2.4.2. (ABTS) Radical Scavenging Activity

This manipulation was carried out according to the protocol proposed by Re et al. [35] with some modifications.

3. Result and Discussion

3.1. Synthesis and Spectral Characterization

NHC precursors and silver (I)-NHC complexes were successfully synthesized using a modified procedure [36]. After deprotonation in a basic medium, the first step is by equimolar amounts of 5,6-dimethylbenzimidazole and 4-(2-chloroethyl) morpholine in DMSO in the presence of KOH at room temperature the N-alkylation was carried out under reaction for 2 hours. To generate a single product upon formation of the NHC ligand, a second alkylation was performed at 80°C using 1 equivalent of some alkyl halide in refluxing toluene for 48 h. Following thin layer chromatography, the reactions were observed to form salts (2a-j) for each of the target chemicals. The reaction was monitored by thin layer chromatography, after which salt formation (2a-j) was observed for each target compound. The benzimidazolium salts (2a-j) are stable to air and moisture in both solid and solution states. The following protocol can be used to prepare silver-NHC complexes. Treat the free NHC with the correct silver source; (ii) treat the azole salt with an alkaline silver source such as Ag₂O, AgCO₃ and Ag(OAc); and (iii) treat the azole salt with a silver salt in the presence of an external base. Today, a popular and readily available method for the synthesis of silver-NHC complexes is the in situ deprotonation of azole salts using AgO as the main silver source.
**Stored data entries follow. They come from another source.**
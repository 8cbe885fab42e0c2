//! RegistryBuilder for constructing an immutable Registry.

use crate::error::{RegistryError, RegistryResult};
use crate::{Ability, AbilityId, ArchetypeDef, AttrDef, Registry, Trigger};
use osp_core::{Archetype, EdgeTypeId, TypeId, WalkerTypeId};
use std::collections::{BTreeMap, HashMap};

/// Name of the pre-registered root node type.
pub const ROOT_TYPE_NAME: &str = "Root";

/// An ability whose owner and guard are still names.
struct PendingAbility<B> {
    name: String,
    owner_name: String,
    trigger: Trigger,
    guard_name: Option<String>,
    body: B,
}

/// Builder for constructing an immutable Registry.
pub struct RegistryBuilder<B> {
    /// Next node type ID to allocate. 0 is the root type.
    next_type_id: u32,
    /// Next edge type ID to allocate.
    next_edge_type_id: u32,
    /// Next walker type ID to allocate.
    next_walker_type_id: u32,

    /// Archetypes being built.
    archetypes: HashMap<Archetype, ArchetypeDef>,
    /// Name to archetype mapping, shared by all kinds.
    names: HashMap<String, Archetype>,

    /// Abilities in registration order.
    abilities: Vec<PendingAbility<B>>,
}

impl<B> Default for RegistryBuilder<B> {
    fn default() -> Self {
        Self::new()
    }
}

impl<B> RegistryBuilder<B> {
    /// Create a new builder with the root node type already registered.
    pub fn new() -> Self {
        let root = Archetype::Node(TypeId::ROOT);
        let mut archetypes = HashMap::new();
        archetypes.insert(root, ArchetypeDef::new(root, ROOT_TYPE_NAME));
        let mut names = HashMap::new();
        names.insert(ROOT_TYPE_NAME.to_string(), root);

        Self {
            next_type_id: TypeId::ROOT.raw() + 1,
            next_edge_type_id: 0,
            next_walker_type_id: 0,
            archetypes,
            names,
            abilities: Vec::new(),
        }
    }

    /// Add a node type definition.
    pub fn add_node_type(&mut self, name: impl Into<String>) -> ArchetypeBuilder<'_, B> {
        let archetype = Archetype::Node(TypeId::new(self.next_type_id));
        self.next_type_id += 1;
        ArchetypeBuilder::new(self, archetype, name.into())
    }

    /// Add an edge type definition.
    pub fn add_edge_type(&mut self, name: impl Into<String>) -> ArchetypeBuilder<'_, B> {
        let archetype = Archetype::Edge(EdgeTypeId::new(self.next_edge_type_id));
        self.next_edge_type_id += 1;
        ArchetypeBuilder::new(self, archetype, name.into())
    }

    /// Add a walker type definition.
    pub fn add_walker_type(&mut self, name: impl Into<String>) -> ArchetypeBuilder<'_, B> {
        let archetype = Archetype::Walker(WalkerTypeId::new(self.next_walker_type_id));
        self.next_walker_type_id += 1;
        ArchetypeBuilder::new(self, archetype, name.into())
    }

    /// Register an ability on the type named `owner`.
    ///
    /// Owner and guard names are resolved by [`RegistryBuilder::build`], so
    /// abilities may be declared before the types they mention.
    pub fn add_ability(
        &mut self,
        name: impl Into<String>,
        owner: impl Into<String>,
        trigger: Trigger,
    ) -> AbilityBuilder<'_, B> {
        AbilityBuilder {
            builder: self,
            name: name.into(),
            owner_name: owner.into(),
            trigger,
            guard_name: None,
            body: None,
        }
    }

    /// Build the immutable Registry and its dispatch table.
    pub fn build(self) -> RegistryResult<Registry<B>> {
        let mut abilities = Vec::with_capacity(self.abilities.len());
        let mut dispatch: HashMap<(Archetype, Trigger), Vec<usize>> = HashMap::new();

        for (i, pending) in self.abilities.into_iter().enumerate() {
            let owner = *self
                .names
                .get(&pending.owner_name)
                .ok_or_else(|| RegistryError::unknown_type(&pending.owner_name))?;
            let guard = match &pending.guard_name {
                Some(guard_name) => Some(
                    *self
                        .names
                        .get(guard_name)
                        .ok_or_else(|| RegistryError::unknown_type(guard_name))?,
                ),
                None => None,
            };

            dispatch
                .entry((owner, pending.trigger))
                .or_default()
                .push(i);
            abilities.push(Ability {
                id: AbilityId(i as u32),
                name: pending.name,
                owner,
                trigger: pending.trigger,
                guard,
                body: pending.body,
            });
        }

        Ok(Registry::new(self.archetypes, self.names, abilities, dispatch))
    }
}

/// Builder for a node, edge or walker type definition.
pub struct ArchetypeBuilder<'a, B> {
    builder: &'a mut RegistryBuilder<B>,
    archetype: Archetype,
    name: String,
    attributes: BTreeMap<String, AttrDef>,
}

impl<'a, B> ArchetypeBuilder<'a, B> {
    fn new(builder: &'a mut RegistryBuilder<B>, archetype: Archetype, name: String) -> Self {
        Self {
            builder,
            archetype,
            name,
            attributes: BTreeMap::new(),
        }
    }

    /// Add an attribute.
    pub fn attr(mut self, attr: AttrDef) -> Self {
        self.attributes.insert(attr.name.clone(), attr);
        self
    }

    /// Finish building this type.
    pub fn done(self) -> RegistryResult<Archetype> {
        if self.builder.names.contains_key(&self.name) {
            return Err(RegistryError::DuplicateTypeName(self.name));
        }

        for attr in self.attributes.values() {
            if let Some(default) = &attr.default {
                if !attr.accepts(default.type_name()) {
                    return Err(RegistryError::type_mismatch(
                        format!("default of {}.{}", self.name, attr.name),
                        &attr.type_name,
                        default.type_name(),
                    ));
                }
            }
        }

        let def = ArchetypeDef {
            archetype: self.archetype,
            name: self.name.clone(),
            attributes: self.attributes,
        };
        self.builder.names.insert(self.name, self.archetype);
        self.builder.archetypes.insert(self.archetype, def);

        Ok(self.archetype)
    }
}

/// Builder for an ability registration.
pub struct AbilityBuilder<'a, B> {
    builder: &'a mut RegistryBuilder<B>,
    name: String,
    owner_name: String,
    trigger: Trigger,
    guard_name: Option<String>,
    body: Option<B>,
}

impl<'a, B> AbilityBuilder<'a, B> {
    /// Only fire against the type named `counterpart`.
    pub fn guard(mut self, counterpart: impl Into<String>) -> Self {
        self.guard_name = Some(counterpart.into());
        self
    }

    /// Set the executable body.
    pub fn body(mut self, body: B) -> Self {
        self.body = Some(body);
        self
    }

    /// Finish this registration.
    pub fn done(self) -> RegistryResult<AbilityId> {
        let body = self
            .body
            .ok_or_else(|| RegistryError::MissingBody(self.name.clone()))?;
        let id = AbilityId(self.builder.abilities.len() as u32);
        self.builder.abilities.push(PendingAbility {
            name: self.name,
            owner_name: self.owner_name,
            trigger: self.trigger,
            guard_name: self.guard_name,
            body,
        });
        Ok(id)
    }
}
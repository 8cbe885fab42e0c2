//! The Engine - public entry point for running walkers.

use crate::config::EngineConfig;
use crate::error::{EngineError, EngineResult};
use osp_core::{Archetype, Attributes, GraphError, NodeId};
use osp_graph::{SharedGraph, SweepStats};
use osp_walker::{AbilityRegistry, CancelToken, RunOutcome, Scheduler, Walker};
use std::sync::Arc;
use tracing::debug;

/// Owns the ability registry and a handle to the graph, and runs walkers
/// against them.
///
/// Cloning an engine is cheap; clones share the registry and the graph, so
/// runs on different threads see each other's mutations.
#[derive(Debug, Clone)]
pub struct Engine {
    registry: Arc<AbilityRegistry>,
    graph: SharedGraph,
    config: EngineConfig,
}

impl Engine {
    /// Create an engine with default configuration.
    pub fn new(registry: AbilityRegistry, graph: SharedGraph) -> Self {
        Self {
            registry: Arc::new(registry),
            graph,
            config: EngineConfig::default(),
        }
    }

    /// Create an engine with the given configuration.
    pub fn with_config(
        registry: AbilityRegistry,
        graph: SharedGraph,
        config: EngineConfig,
    ) -> EngineResult<Self> {
        config.validate()?;
        Ok(Self {
            registry: Arc::new(registry),
            graph,
            config,
        })
    }

    pub fn graph(&self) -> &SharedGraph {
        &self.graph
    }

    pub fn registry(&self) -> &AbilityRegistry {
        &self.registry
    }

    pub fn config(&self) -> &EngineConfig {
        &self.config
    }

    /// Spawn a walker of the named type at `start` (the root if `None`) and
    /// drive it to completion.
    ///
    /// The walker attributes are validated against the walker type's schema
    /// and receive its defaults. A faulted run returns
    /// [`EngineError::Fault`] carrying the reports emitted before the fault.
    pub fn run(
        &self,
        walker_type: &str,
        attrs: Attributes,
        start: Option<NodeId>,
    ) -> EngineResult<RunOutcome> {
        self.execute(walker_type, attrs, start, None)
    }

    /// Like [`Engine::run`], stopping early once `cancel` fires.
    pub fn run_with_cancel(
        &self,
        walker_type: &str,
        attrs: Attributes,
        start: Option<NodeId>,
        cancel: CancelToken,
    ) -> EngineResult<RunOutcome> {
        self.execute(walker_type, attrs, start, Some(cancel))
    }

    /// Delete every node unreachable from the root or a tracked root.
    pub fn sweep(&self) -> SweepStats {
        self.graph.write().sweep_unreachable()
    }

    fn execute(
        &self,
        walker_type: &str,
        mut attrs: Attributes,
        start: Option<NodeId>,
        cancel: Option<CancelToken>,
    ) -> EngineResult<RunOutcome> {
        let type_id = self
            .registry
            .walker_type_id(walker_type)
            .ok_or_else(|| EngineError::unknown_walker(walker_type))?;
        self.registry
            .validate_attrs(Archetype::Walker(type_id), &mut attrs)?;

        let start = match start {
            Some(id) => {
                if !self.graph.read().contains_node(id) {
                    return Err(GraphError::invalid_node(id).into());
                }
                id
            }
            None => self.graph.root(),
        };
        debug!(walker = walker_type, %start, "spawning walker");

        let mut walker = Walker::new(type_id, attrs);
        walker.spawn(start);

        let mut options = self.config.scheduler_options();
        options.cancel = cancel;
        let outcome = Scheduler::new(&self.registry, &self.graph, options).run(walker)?;
        Ok(outcome)
    }
}
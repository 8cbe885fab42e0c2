//! OSP Walker Runtime
//!
//! This crate runs walkers over the object graph:
//! - Walker instances with their own attributes and FIFO visit queue
//! - The ability context handed to every body
//! - The scheduler that pops locations and dispatches entry/exit abilities
//! - The reporter collecting values emitted during a run

mod context;
mod error;
mod reporter;
mod scheduler;
mod walker;

use osp_registry::{Registry, RegistryBuilder};
use std::sync::Arc;

pub use context::AbilityContext;
pub use error::{AbilityError, AbilityResult, RunFault};
pub use reporter::Reporter;
pub use scheduler::{
    CancelToken, DisengageCause, RunOutcome, Scheduler, SchedulerOptions, DEFAULT_QUEUE_WARN_LEN,
};
pub use walker::{RunState, Walker};

/// An executable ability body.
pub type AbilityFn = Arc<dyn Fn(&mut AbilityContext<'_>) -> AbilityResult + Send + Sync>;

/// A registry whose abilities are native closures.
pub type AbilityRegistry = Registry<AbilityFn>;

/// Builder for an [`AbilityRegistry`].
pub type AbilityRegistryBuilder = RegistryBuilder<AbilityFn>;

/// Wrap a closure as an ability body.
pub fn ability<F>(body: F) -> AbilityFn
where
    F: Fn(&mut AbilityContext<'_>) -> AbilityResult + Send + Sync + 'static,
{
    Arc::new(body)
}
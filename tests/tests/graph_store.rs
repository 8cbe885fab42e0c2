//! Graph store tests driven through walkers: deletion, creation, sweep and
//! snapshots.

use osp_core::GraphError;
use osp_graph::GraphSnapshot;
use osp_tests::prelude::*;

fn schema(reg: &mut AbilityRegistryBuilder) -> Result<(), RegistryError> {
    reg.add_node_type("Person")
        .attr(AttrDef::new("name", "String").required())
        .attr(AttrDef::new("age", "Int").with_default(0i64))
        .done()?;
    reg.add_edge_type("knows")
        .attr(AttrDef::new("since", "Int"))
        .done()?;
    Ok(())
}

mod deletion {
    use super::*;
    use pretty_assertions::assert_eq;

    pub fn scenario() -> Scenario {
        Scenario::new("deletion")
            .schema(|reg| {
                schema(reg)?;
                reg.add_walker_type("Pruner")
                    .attr(AttrDef::new("victim", "String").required())
                    .done()?;
                reg.add_ability("prune", "Pruner", Trigger::Entry)
                    .guard("Root")
                    .body(ability(|ctx| {
                        let victim = ctx
                            .walker_attr("victim")
                            .and_then(Value::as_str)
                            .unwrap_or_default()
                            .to_string();
                        for (_, node) in ctx.neighbors(Direction::Any, &EdgeFilter::any())? {
                            let name = ctx
                                .graph()
                                .node(node)?
                                .get_attr("name")
                                .and_then(Value::as_str)
                                .map(str::to_string);
                            if name.as_deref() == Some(victim.as_str()) {
                                ctx.delete_node(node)?;
                            }
                        }
                        let left = ctx.neighbors(Direction::Any, &EdgeFilter::any())?;
                        ctx.report(left.len());
                        Ok(())
                    }))
                    .done()?;
                reg.add_ability("vandal", "Pruner", Trigger::Exit)
                    .guard("Root")
                    .body(ability(|ctx| {
                        if ctx.walker_attr("victim") == Some(&Value::from("Root")) {
                            let root = ctx.graph().root();
                            ctx.delete_node(root)?;
                        }
                        Ok(())
                    }))
                    .done()?;
                Ok(())
            })
            .node("ada", "Person", attrs! { "name" => "Ada" })
            .node("bob", "Person", attrs! { "name" => "Bob" })
            .edge("root", "ada", "knows", attrs!())
            .edge("bob", "root", "knows", attrs!())
            .edge("ada", "bob", "knows", attrs!())
    }

    #[test]
    fn test_deleted_node_disappears_from_neighbors() {
        // GIVEN Root with an outgoing edge to Ada and an incoming one from Bob
        let world = scenario().build().unwrap();

        // WHEN a walker deletes Ada
        let outcome = world
            .run("Pruner", attrs! { "victim" => "Ada" }, None)
            .unwrap();

        // THEN the walker saw one neighbor left
        assert_eq!(outcome.reports, vec![Value::Int(1)]);

        // AND no query on a former counterpart references Ada
        let graph = world.graph().read();
        let ada = world.node("ada");
        for node in [graph.root(), world.node("bob")] {
            let neighbors = graph
                .neighbors(node, Direction::Any, &EdgeFilter::any())
                .unwrap();
            assert!(neighbors.iter().all(|n| n.node_id() != ada));
            assert!(neighbors.iter().all(|n| !n.edge.involves(ada)));
        }
        assert_eq!(graph.edge_count(), 1);
    }

    #[test]
    fn test_root_cannot_be_deleted() {
        let world = scenario().build().unwrap();

        let fault = expect_fault(world.run("Pruner", attrs! { "victim" => "Root" }, None));

        let root = world.graph().root();
        assert_eq!(fault.ability, "vandal");
        assert_eq!(
            fault.source,
            AbilityError::Graph(GraphError::RootProtected(root))
        );
        assert_eq!(fault.reports, vec![Value::Int(2)]);
        assert!(world.graph().read().contains_node(root));
    }
}

mod creation {
    use super::*;
    use pretty_assertions::assert_eq;

    pub fn scenario() -> Scenario {
        Scenario::new("creation").schema(|reg| {
            schema(reg)?;
            reg.add_walker_type("Builder")
                .attr(AttrDef::new("names", "List"))
                .done()?;
            reg.add_ability("build", "Builder", Trigger::Entry)
                .guard("Root")
                .body(ability(|ctx| {
                    let names: Vec<String> = ctx
                        .walker_attr("names")
                        .and_then(Value::as_list)
                        .unwrap_or_default()
                        .iter()
                        .filter_map(|v| v.as_str().map(str::to_string))
                        .collect();
                    let root = ctx.graph().root();
                    let mut previous = None;
                    for name in names {
                        let node = ctx.spawn_node("Person", attrs! { "name" => name })?;
                        match previous {
                            None => ctx.connect(root, node, "knows", attrs! { "since" => 2020i64 })?,
                            Some(prev) => ctx.connect(prev, node, "knows", attrs!())?,
                        };
                        previous = Some(node);
                    }
                    Ok(())
                }))
                .done()?;
            reg.add_ability("orphan", "Builder", Trigger::Exit)
                .guard("Root")
                .body(ability(|ctx| {
                    ctx.spawn_node("Person", attrs! { "name" => "Nobody" })?;
                    Ok(())
                }))
                .done()?;
            reg.add_ability("bad_spawn", "Builder", Trigger::Entry)
                .guard("Person")
                .body(ability(|ctx| {
                    ctx.spawn_node("Person", attrs! { "age" => 3i64 })?;
                    Ok(())
                }))
                .done()?;
            Ok(())
        })
    }

    #[test]
    fn test_walker_builds_chain_with_defaults() {
        // GIVEN a walker carrying three names
        let world = scenario().build().unwrap();
        let names = Value::List(vec!["Ada".into(), "Bob".into(), "Cy".into()]);

        // WHEN it runs at the root
        let outcome = world
            .run("Builder", attrs! { "names" => names }, None)
            .unwrap();
        assert!(outcome.completed());

        // THEN a chain hangs off the root and every Person got its default age
        let graph = world.graph().read();
        let person = world.engine().registry().node_type_id("Person").unwrap();
        assert_eq!(graph.nodes_by_type(person).count(), 4);
        assert!(graph
            .nodes_by_type(person)
            .all(|id| graph.get_node(id).unwrap().get_attr("age") == Some(&Value::Int(0))));

        let first = graph
            .neighbors(graph.root(), Direction::Out, &EdgeFilter::any())
            .unwrap();
        assert_eq!(first.len(), 1);
        assert_eq!(first[0].node.get_attr("name"), Some(&Value::from("Ada")));
        assert_eq!(first[0].edge.get_attr("since"), Some(&Value::Int(2020)));
    }

    #[test]
    fn test_sweep_removes_orphans_only() {
        // GIVEN a run that leaves one unconnected Person behind
        let world = scenario().build().unwrap();
        let names = Value::List(vec!["Ada".into()]);
        world
            .run("Builder", attrs! { "names" => names }, None)
            .unwrap();
        assert_eq!(world.graph().read().node_count(), 3);

        // WHEN sweeping
        let stats = world.engine().sweep();

        // THEN only the orphan is gone
        assert_eq!(stats.nodes_removed, 1);
        assert_eq!(stats.edges_removed, 0);
        assert_eq!(world.graph().read().node_count(), 2);
    }

    #[test]
    fn test_spawn_with_missing_required_attr_faults() {
        let world = scenario()
            .node("ada", "Person", attrs! { "name" => "Ada" })
            .build()
            .unwrap();

        let fault = expect_fault(world.run("Builder", attrs!(), Some("ada")));

        assert_eq!(fault.ability, "bad_spawn");
        assert_eq!(
            fault.source,
            AbilityError::Registry(RegistryError::missing_required("Person", "name"))
        );
    }
}

mod snapshots {
    use super::*;
    use pretty_assertions::assert_eq;

    #[test]
    fn test_snapshot_after_run_round_trips() {
        // GIVEN a graph changed by a run
        let world = creation::scenario().build().unwrap();
        let names = Value::List(vec!["Ada".into(), "Bob".into()]);
        world
            .run("Builder", attrs! { "names" => names }, None)
            .unwrap();

        // WHEN snapshotting to JSON and restoring
        let snapshot = world.graph().read().snapshot();
        let json = snapshot.to_json().unwrap();
        let restored = Graph::restore(GraphSnapshot::from_json(&json).unwrap()).unwrap();

        // THEN ids, attributes and adjacency survive
        let original = world.graph().read();
        assert_eq!(restored.node_count(), original.node_count());
        assert_eq!(restored.edge_count(), original.edge_count());
        assert_eq!(restored.root(), original.root());
        for node in original.nodes() {
            let copy = restored.get_node(node.id).unwrap();
            assert_eq!(copy.attributes, node.attributes);
            assert_eq!(copy.outgoing, node.outgoing);
        }
        let value: serde_json::Value = serde_json::from_str(&json).unwrap();
        assert!(value.get("nodes").is_some());
    }
}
Therefore, in this work, silver NHC complexes (3a-3j) were prepared by in situ deprotonation method. The reaction was carried out at room temperature for 24 hours under dark conditions in the presence of dichloromethane as solvent. The target complex was obtained as an air-stable white solid in 70% to 80% yield. Silver complexes 3a-3j are soluble in most organic solvents such as CH₂Cl₂, CHCl₃, EtOAc, and DMSO, with the exception of nonpolar solvents such as n-pentane, n-hexane, and Et₂O Scheme 1.

3.1.1. FTIR Spectroscopy

Bands in N-alkylated benzimidazoles (1) and salts (2) are attributable to Caliph-Nbenzimi stretching vibrations [37, 38] and sometimes appear broad due to signal overlap with residual water molecules. The signal at 2875 cm⁻¹ is caused by the CH stretching vibration of the aromatic ring. Although the Khalifa H stretching vibration of the alkyl chain is thought to be responsible for the appearance of signals in the 2875–2963 cm⁻¹ range in the spectrum of salt 2, these signals in the silver 3 complex were found to be due to the coordination of the Ag(I) ion weakening and electron-donating properties of the alkyl group. For complex 3, the CN stretching vibration occurs in a specific four-finger mode (f. fs) [39, 40]. The CN stretching vibration of the benzimidazole ring of salt 2 appears at 1356–1539 cm⁻¹, while complex 3 does not appear in this mode. The CH vibrations of aromatic compounds occur at 729–901 cm⁻¹.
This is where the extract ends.